Despite more than two hundred years of modern academic study of the Pali literature, Pali commentaries still remain understudied. We know very little about the reading practices of the traditional Pali commentators and philosophers themselves. Maria Heim is one of the very few scholars invested in filling this major lacuna in Buddhist studies. Heim’s 2014 publication, The Forerunner of All Things: Buddhaghosa on Mind, Intention, and Agency, already illuminated the philosophical acumen of Buddhaghosa, the foremost Pali commentator of the fifth century CE, whose name is intertwined with Theravada Buddhism itself. In her recent publication, the Voice of the Buddha: Buddhaghosa on the Immeasurable Words, Heim continues to expand our understanding of the fascinating world of Pali commentaries. She argues that carefully observing the ways Buddhist authors themselves read canonical texts and commented on them can be a valuable exercise to understand their hermeneutic practices which can enrich our own ways of doing Buddhist studies. In particular, this is a refreshing exploration into how Buddhaghosa, read, understood, and interpreted buddhavacana(words of the Buddha) in the Pali canonical texts and what we can learn from his practices of reading to become better readers of the same texts.

In this new book, Heim explores Buddhaghosa’s commentaries on the Pali Tipiṭakaand his manual, the Visuddhimagga( The Path of Purification), “in the manner of an apprentice looking over Buddhaghosa’s shoulder as he labors to create readers adequate to read him” (p. 218). The resultant product, divided into five chapters, the first two laying out the “building blocks of an interpretive program,” and the following three devoted to “interpreting the three piṭakas,” is an admirable contribution in the study of Pali commentarial literature.
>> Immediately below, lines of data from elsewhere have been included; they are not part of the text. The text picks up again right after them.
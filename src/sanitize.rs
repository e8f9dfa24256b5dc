//! Text sanitization for the deck's Helvetica-only output encoding.
//!
//! The output document carries no embedded fonts, so every drawn string must
//! fit the base-14 WinAnsi repertoire. Typographic punctuation is mapped to
//! ASCII equivalents, iconography to word equivalents, and emoji are removed
//! outright. Sanitization must happen before measurement: a glyph the width
//! tables cannot account for corrupts the wrap geometry, and text overruns
//! its box.

use unicode_normalization::UnicodeNormalization;

/// Unicode block ranges deleted entirely (emoji, pictographs, flags,
/// dingbats, variation selectors).
const STRIPPED_RANGES: &[(u32, u32)] = &[
    (0x1F000, 0x1FAFF), // mahjong..symbols-and-pictographs-extended, incl. flags
    (0x2600, 0x26FF),   // miscellaneous symbols
    (0x2700, 0x27BF),   // dingbats
    (0x2B00, 0x2BFF),   // miscellaneous symbols and arrows
    (0xFE00, 0xFE0F),   // variation selectors
    (0x200D, 0x200D),   // zero-width joiner
];

/// Sanitize a content string for drawing and measurement.
///
/// Deterministic, pure, and total: unrecognized characters outside the
/// stripped ranges pass through unchanged, and re-sanitizing a sanitized
/// string is a no-op.
pub fn sanitize(text: &str) -> String {
    let normalized: String = text.nfc().collect();

    let mut out = String::with_capacity(normalized.len());
    for c in normalized.chars() {
        if let Some(replacement) = map_char(c) {
            out.push_str(replacement);
        } else if is_stripped(c) {
            // Deleted entirely; surrounding whitespace collapses below.
        } else {
            out.push(c);
        }
    }

    collapse_whitespace(&out)
}

/// ASCII/word replacement for a single character, if one is defined.
fn map_char(c: char) -> Option<&'static str> {
    let mapped = match c {
        '\u{2018}' | '\u{2019}' | '\u{201A}' | '\u{2032}' => "'",
        '\u{201C}' | '\u{201D}' | '\u{201E}' | '\u{2033}' => "\"",
        '\u{2013}' | '\u{2014}' | '\u{2015}' => "-",
        '\u{2026}' => "...",
        '\u{00D7}' => "x",
        '\u{2248}' => "~",
        '\u{00A3}' => "GBP ",
        '\u{00A0}' | '\u{2009}' | '\u{202F}' => " ",
        // Check marks, mapped before the dingbat range strip would eat them
        '\u{2713}' | '\u{2714}' | '\u{2705}' => "-",
        // Arrows
        '\u{2192}' | '\u{21D2}' | '\u{2794}' | '\u{27A1}' => "->",
        // Bullet glyphs
        '\u{2022}' | '\u{2219}' | '\u{25CF}' | '\u{25AA}' | '\u{25E6}' => "-",
        _ => return None,
    };
    Some(mapped)
}

fn is_stripped(c: char) -> bool {
    let code = c as u32;
    STRIPPED_RANGES
        .iter()
        .any(|&(lo, hi)| (lo..=hi).contains(&code))
}

/// Collapse whitespace runs to single spaces and trim the ends.
fn collapse_whitespace(text: &str) -> String {
    let mut out = String::with_capacity(text.len());
    let mut in_run = false;
    for c in text.chars() {
        if c.is_whitespace() {
            in_run = true;
        } else {
            if in_run && !out.is_empty() {
                out.push(' ');
            }
            in_run = false;
            out.push(c);
        }
    }
    out
}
In the conclusion, Heim summarizes the main theoretical interventions of the book. The book is also supported by appendices containing selected translations of texts from Buddhaghosa’s commentaries. Students of Theravada Buddhism in particular, Buddhist philosophy more generally, and comparative philosophy more broadly will find much to learn (and a few things to unlearn) in this book [End Page 1]and will be rewarded with a greater appreciation of Buddhaghosa’s commentarial methods as reflecting also his philosophical practice.
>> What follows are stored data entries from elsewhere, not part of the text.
//! Cursor-based page layout primitives.
//!
//! Every primitive takes the current cursor and returns the advanced one,
//! inserting page breaks when the content would cross the bottom margin.
//! All text passes through the sanitizer before measurement, so wrap
//! geometry and drawn glyphs always agree.

use super::canvas::{DocumentBuilder, Rect};
use super::metrics::{text_width, wrap_text};
use super::theme::{
    Font, Rgb, ACCENT, BOTTOM_MARGIN, BOX_FILL, CONCLUSION_FILL, CONTENT_WIDTH, INK, LINE_HEIGHT,
    MUTED, PAGE_HEIGHT, SIDE_MARGIN, TOP_MARGIN,
};
use crate::model::{ImageLayout, ImageMode, TeamMember};
use crate::sanitize::sanitize;

/// Body text size in points.
const BODY_SIZE: f64 = 11.0;

/// Gap appended after a title block.
const TITLE_GAP: f64 = 6.0;

/// Inset padding inside filled boxes.
const BOX_PADDING: f64 = 10.0;

/// Team card grid geometry.
const CARD_COLUMNS: usize = 3;
const CARD_HEIGHT: f64 = 64.0;
const CARD_GAP: f64 = 10.0;

/// The write position: which page, and how far down it (top-down points).
#[derive(Debug, Clone, Copy, PartialEq)]
pub struct Cursor {
    pub page: usize,
    pub y: f64,
}

/// Layout primitives over a [`DocumentBuilder`].
pub struct LayoutEngine<'a> {
    builder: &'a mut DocumentBuilder,
}

impl<'a> LayoutEngine<'a> {
    pub fn new(builder: &'a mut DocumentBuilder) -> Self {
        Self { builder }
    }

    pub fn builder(&mut self) -> &mut DocumentBuilder {
        self.builder
    }

    /// Open a fresh page and place the cursor at the top margin.
    pub fn start_page(&mut self) -> Cursor {
        let page = self.builder.new_page();
        Cursor {
            page,
            y: TOP_MARGIN,
        }
    }

    /// The universal overflow guard: break to a new page if `needed`
    /// points would cross the bottom margin.
    pub fn page_break_if_needed(&mut self, cursor: Cursor, needed: f64) -> Cursor {
        if cursor.y + needed > PAGE_HEIGHT - BOTTOM_MARGIN {
            self.start_page()
        } else {
            cursor
        }
    }

    /// Word-wrap and draw text at `x`, breaking pages per line.
    pub fn wrapped_text(
        &mut self,
        cursor: Cursor,
        text: &str,
        x: f64,
        max_width: f64,
        size: f64,
        font: Font,
        color: Rgb,
    ) -> Cursor {
        let clean = sanitize(text);
        let line_height = size * LINE_HEIGHT;
        let mut cursor = cursor;
        for line in wrap_text(&clean, font, size, max_width) {
            cursor = self.page_break_if_needed(cursor, line_height);
            self.builder
                .text(cursor.page, x, cursor.y + size, font, size, color, &line);
            cursor.y += line_height;
        }
        cursor
    }

    /// Draw a bold title and advance past it plus a fixed gap.
    pub fn title_block(&mut self, cursor: Cursor, title: &str, color: Rgb, size: f64) -> Cursor {
        let mut cursor = self.wrapped_text(
            cursor,
            title,
            SIDE_MARGIN,
            CONTENT_WIDTH,
            size,
            Font::Bold,
            color,
        );
        cursor.y += TITLE_GAP;
        cursor
    }

    /// Draw a horizontal divider across the content width.
    pub fn rule_line(&mut self, cursor: Cursor, color: Rgb) -> Cursor {
        self.builder.rule(
            cursor.page,
            SIDE_MARGIN,
            SIDE_MARGIN + CONTENT_WIDTH,
            cursor.y,
            1.2,
            color,
        );
        Cursor {
            page: cursor.page,
            y: cursor.y + 10.0,
        }
    }

    /// Draw text inside a filled rectangle with inset padding.
    pub fn filled_box(&mut self, cursor: Cursor, text: &str, background: Rgb) -> Cursor {
        let clean = sanitize(text);
        if clean.is_empty() {
            return cursor;
        }
        let inner_width = CONTENT_WIDTH - 2.0 * BOX_PADDING;
        let lines = wrap_text(&clean, Font::Regular, BODY_SIZE, inner_width);
        let line_height = BODY_SIZE * LINE_HEIGHT;
        let height = lines.len() as f64 * line_height + 2.0 * BOX_PADDING;

        let mut cursor = self.page_break_if_needed(cursor, height);
        self.builder.fill_rect(
            cursor.page,
            Rect {
                x: SIDE_MARGIN,
                y: cursor.y,
                width: CONTENT_WIDTH,
                height,
            },
            background,
        );
        let mut text_y = cursor.y + BOX_PADDING;
        for line in &lines {
            self.builder.text(
                cursor.page,
                SIDE_MARGIN + BOX_PADDING,
                text_y + BODY_SIZE,
                Font::Regular,
                BODY_SIZE,
                INK,
                line,
            );
            text_y += line_height;
        }
        cursor.y += height + 12.0;
        cursor
    }

    /// Draw a bullet list, breaking pages before any item that would
    /// cross the bottom margin.
    pub fn bullet_list(&mut self, cursor: Cursor, items: &[String]) -> Cursor {
        let indent = 14.0;
        let text_x = SIDE_MARGIN + indent;
        let text_width_avail = CONTENT_WIDTH - indent;
        let line_height = BODY_SIZE * LINE_HEIGHT;
        let mut cursor = cursor;

        for item in items {
            let clean = sanitize(item);
            if clean.is_empty() {
                continue;
            }
            let lines = wrap_text(&clean, Font::Regular, BODY_SIZE, text_width_avail);
            let needed = lines.len() as f64 * line_height;
            cursor = self.page_break_if_needed(cursor, needed.min(line_height * 3.0));

            self.builder.text(
                cursor.page,
                SIDE_MARGIN + 2.0,
                cursor.y + BODY_SIZE,
                Font::Regular,
                BODY_SIZE,
                ACCENT,
                "\u{2022}",
            );
            for line in &lines {
                cursor = self.page_break_if_needed(cursor, line_height);
                self.builder.text(
                    cursor.page,
                    text_x,
                    cursor.y + BODY_SIZE,
                    Font::Regular,
                    BODY_SIZE,
                    INK,
                    line,
                );
                cursor.y += line_height;
            }
            cursor.y += 4.0;
        }
        cursor
    }

    /// Lay team members out as a fixed three-column card grid.
    ///
    /// Overflow is only checked at the start of each row; a row always
    /// fits once begun.
    pub fn team_cards(&mut self, cursor: Cursor, members: &[TeamMember]) -> Cursor {
        if members.is_empty() {
            return cursor;
        }
        let card_width = (CONTENT_WIDTH - (CARD_COLUMNS as f64 - 1.0) * CARD_GAP) / CARD_COLUMNS as f64;
        let mut cursor = cursor;

        for (i, member) in members.iter().enumerate() {
            let column = i % CARD_COLUMNS;
            if column == 0 {
                if i > 0 {
                    cursor.y += CARD_HEIGHT + CARD_GAP;
                }
                cursor = self.page_break_if_needed(cursor, CARD_HEIGHT);
            }
            let x = SIDE_MARGIN + column as f64 * (card_width + CARD_GAP);
            self.builder.fill_rounded_rect(
                cursor.page,
                Rect {
                    x,
                    y: cursor.y,
                    width: card_width,
                    height: CARD_HEIGHT,
                },
                6.0,
                BOX_FILL,
            );
            let pad = 8.0;
            self.builder.text(
                cursor.page,
                x + pad,
                cursor.y + pad + 10.0,
                Font::Bold,
                10.0,
                INK,
                &truncate_to_width(&sanitize(&member.name), Font::Bold, 10.0, card_width - 2.0 * pad),
            );
            self.builder.text(
                cursor.page,
                x + pad,
                cursor.y + pad + 24.0,
                Font::Regular,
                9.0,
                MUTED,
                &truncate_to_width(&sanitize(&member.role), Font::Regular, 9.0, card_width - 2.0 * pad),
            );
            if let Some(link) = &member.linkedin {
                self.builder.text(
                    cursor.page,
                    x + pad,
                    cursor.y + pad + 40.0,
                    Font::Oblique,
                    7.5,
                    ACCENT,
                    &truncate_to_width(&sanitize(link), Font::Oblique, 7.5, card_width - 2.0 * pad),
                );
            }
        }
        cursor.y += CARD_HEIGHT + 12.0;
        cursor
    }

    /// Draw a conclusion remark in a rounded box.
    pub fn conclusion_box(&mut self, cursor: Cursor, text: &str) -> Cursor {
        let clean = sanitize(text);
        if clean.is_empty() {
            return cursor;
        }
        let pad = 12.0;
        let inner_width = CONTENT_WIDTH - 2.0 * pad;
        let lines = wrap_text(&clean, Font::Oblique, BODY_SIZE, inner_width);
        let line_height = BODY_SIZE * LINE_HEIGHT;
        let height = lines.len() as f64 * line_height + 2.0 * pad;

        let mut cursor = self.page_break_if_needed(cursor, height);
        self.builder.fill_rounded_rect(
            cursor.page,
            Rect {
                x: SIDE_MARGIN,
                y: cursor.y,
                width: CONTENT_WIDTH,
                height,
            },
            8.0,
            CONCLUSION_FILL,
        );
        let mut text_y = cursor.y + pad;
        for line in &lines {
            self.builder.text(
                cursor.page,
                SIDE_MARGIN + pad,
                text_y + BODY_SIZE,
                Font::Oblique,
                BODY_SIZE,
                INK,
                line,
            );
            text_y += line_height;
        }
        cursor.y += height + 12.0;
        cursor
    }

    /// Draw a pre-authored visual block: lines ending in ":" are bold
    /// headings, empty lines add vertical gap, everything else wraps as
    /// plain text.
    pub fn heading_aware_block(&mut self, cursor: Cursor, lines: &[&str]) -> Cursor {
        let mut cursor = cursor;
        for line in lines {
            if line.is_empty() {
                cursor.y += 6.0;
            } else if line.ends_with(':') {
                cursor = self.wrapped_text(
                    cursor,
                    line,
                    SIDE_MARGIN,
                    CONTENT_WIDTH,
                    BODY_SIZE,
                    Font::Bold,
                    INK,
                );
            } else {
                cursor = self.wrapped_text(
                    cursor,
                    line,
                    SIDE_MARGIN,
                    CONTENT_WIDTH,
                    BODY_SIZE,
                    Font::Regular,
                    INK,
                );
            }
        }
        cursor
    }

    /// Place a tab image according to its layout hint.
    ///
    /// Inline mode draws in the text flow at the hinted aspect. Full-page
    /// mode dedicates the remainder of the current page to the image and
    /// moves the cursor to a fresh page, so the tab occupies exactly one
    /// extra page.
    pub fn image_block(
        &mut self,
        cursor: Cursor,
        payload: &[u8],
        layout: ImageLayout,
        alt: Option<&str>,
    ) -> Cursor {
        let aspect = if layout.aspect_ratio > 0.0 {
            layout.aspect_ratio
        } else {
            16.0 / 9.0
        };
        match layout.mode {
            ImageMode::Inline => {
                let width = CONTENT_WIDTH;
                let height = width / aspect;
                let mut cursor = self.page_break_if_needed(cursor, height + 16.0);
                let drawn = self.builder.place_image(
                    cursor.page,
                    payload,
                    Rect {
                        x: SIDE_MARGIN,
                        y: cursor.y,
                        width,
                        height,
                    },
                );
                if drawn {
                    cursor.y += height + 4.0;
                    if let Some(alt) = alt {
                        cursor = self.wrapped_text(
                            cursor,
                            alt,
                            SIDE_MARGIN,
                            CONTENT_WIDTH,
                            8.5,
                            Font::Oblique,
                            MUTED,
                        );
                    }
                    cursor.y += 12.0;
                }
                cursor
            }
            ImageMode::FullPage => {
                let available = PAGE_HEIGHT - BOTTOM_MARGIN - cursor.y - 20.0;
                let mut height = available;
                let mut width = height * aspect;
                if width > CONTENT_WIDTH {
                    width = CONTENT_WIDTH;
                    height = width / aspect;
                }
                let x = SIDE_MARGIN + (CONTENT_WIDTH - width) / 2.0;
                let drawn = self.builder.place_image(
                    cursor.page,
                    payload,
                    Rect {
                        x,
                        y: cursor.y,
                        width,
                        height,
                    },
                );
                if !drawn {
                    return cursor;
                }
                if let Some(alt) = alt {
                    let caption = Cursor {
                        page: cursor.page,
                        y: cursor.y + height + 4.0,
                    };
                    self.wrapped_text(
                        caption,
                        alt,
                        SIDE_MARGIN,
                        CONTENT_WIDTH,
                        8.5,
                        Font::Oblique,
                        MUTED,
                    );
                }
                self.start_page()
            }
        }
    }
}

/// Trim a single line to fit `max_width`, appending "..." when cut.
fn truncate_to_width(text: &str, font: Font, size: f64, max_width: f64) -> String {
    if text_width(text, font, size) <= max_width {
        return text.to_string();
    }
    let mut out = String::new();
    for c in text.chars() {
        let mut candidate = out.clone();
        candidate.push(c);
        candidate.push_str("...");
        if text_width(&candidate, font, size) > max_width {
            break;
        }
        out.push(c);
    }
    out.push_str("...");
    out
}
Heim maintains throughout the book that Buddhaghosa recognized himself as an analyst ( vibhajjavādī) (p. 153), a term which Theravadins actually used for identifying themselves. The method of analysis ( vibhajjā) was crucial for Buddhaghosa’s philosophical practice. However, as an analyst, Buddhaghosa was not primarily interested in making universal and decontextualized metaphysical propositions. To be clear, metaphysics is not absent in Buddhaghosa’s philosophy. On the contrary, he teaches us how to make sense of the metaphysical propositions within and by means of narrative contexts ( nidāna) of the Suttapiṭakaand the Vinayapiṭaka, and in the narratives connected to the origins of the Abhidhammapiṭaka. In Buddhaghosa’s reading of the scriptural texts, Heim shows, narratives are integral to understanding the Buddha and his teachings ( dhamma). Buddhaghosa’s mode of reading the scriptures rests on a buddhology traditionally expressed through a nine-fold formula of the Buddha’s qualities. The most important of Buddha’s qualities, used by Buddhaghosa as a hermeneutic tool, is omniscience ( sabbaññū)--the immeasurable and endless expanse of Buddha’s knowledge. The omniscience of the Buddha is reflected in the dhamma, the depth of which is characterized as immeasurable and infinite. Buddhaghosa’s commentarial practice, as Heim shows us, is based on an exploration into the Buddha’s omniscience and how we as readers can access it through our readings of the Buddhist scriptural texts. Using Buddhaghosa as an example, Heim illustrates what doing philosophy as an encounter with the omniscience, the immeasurable, looks like.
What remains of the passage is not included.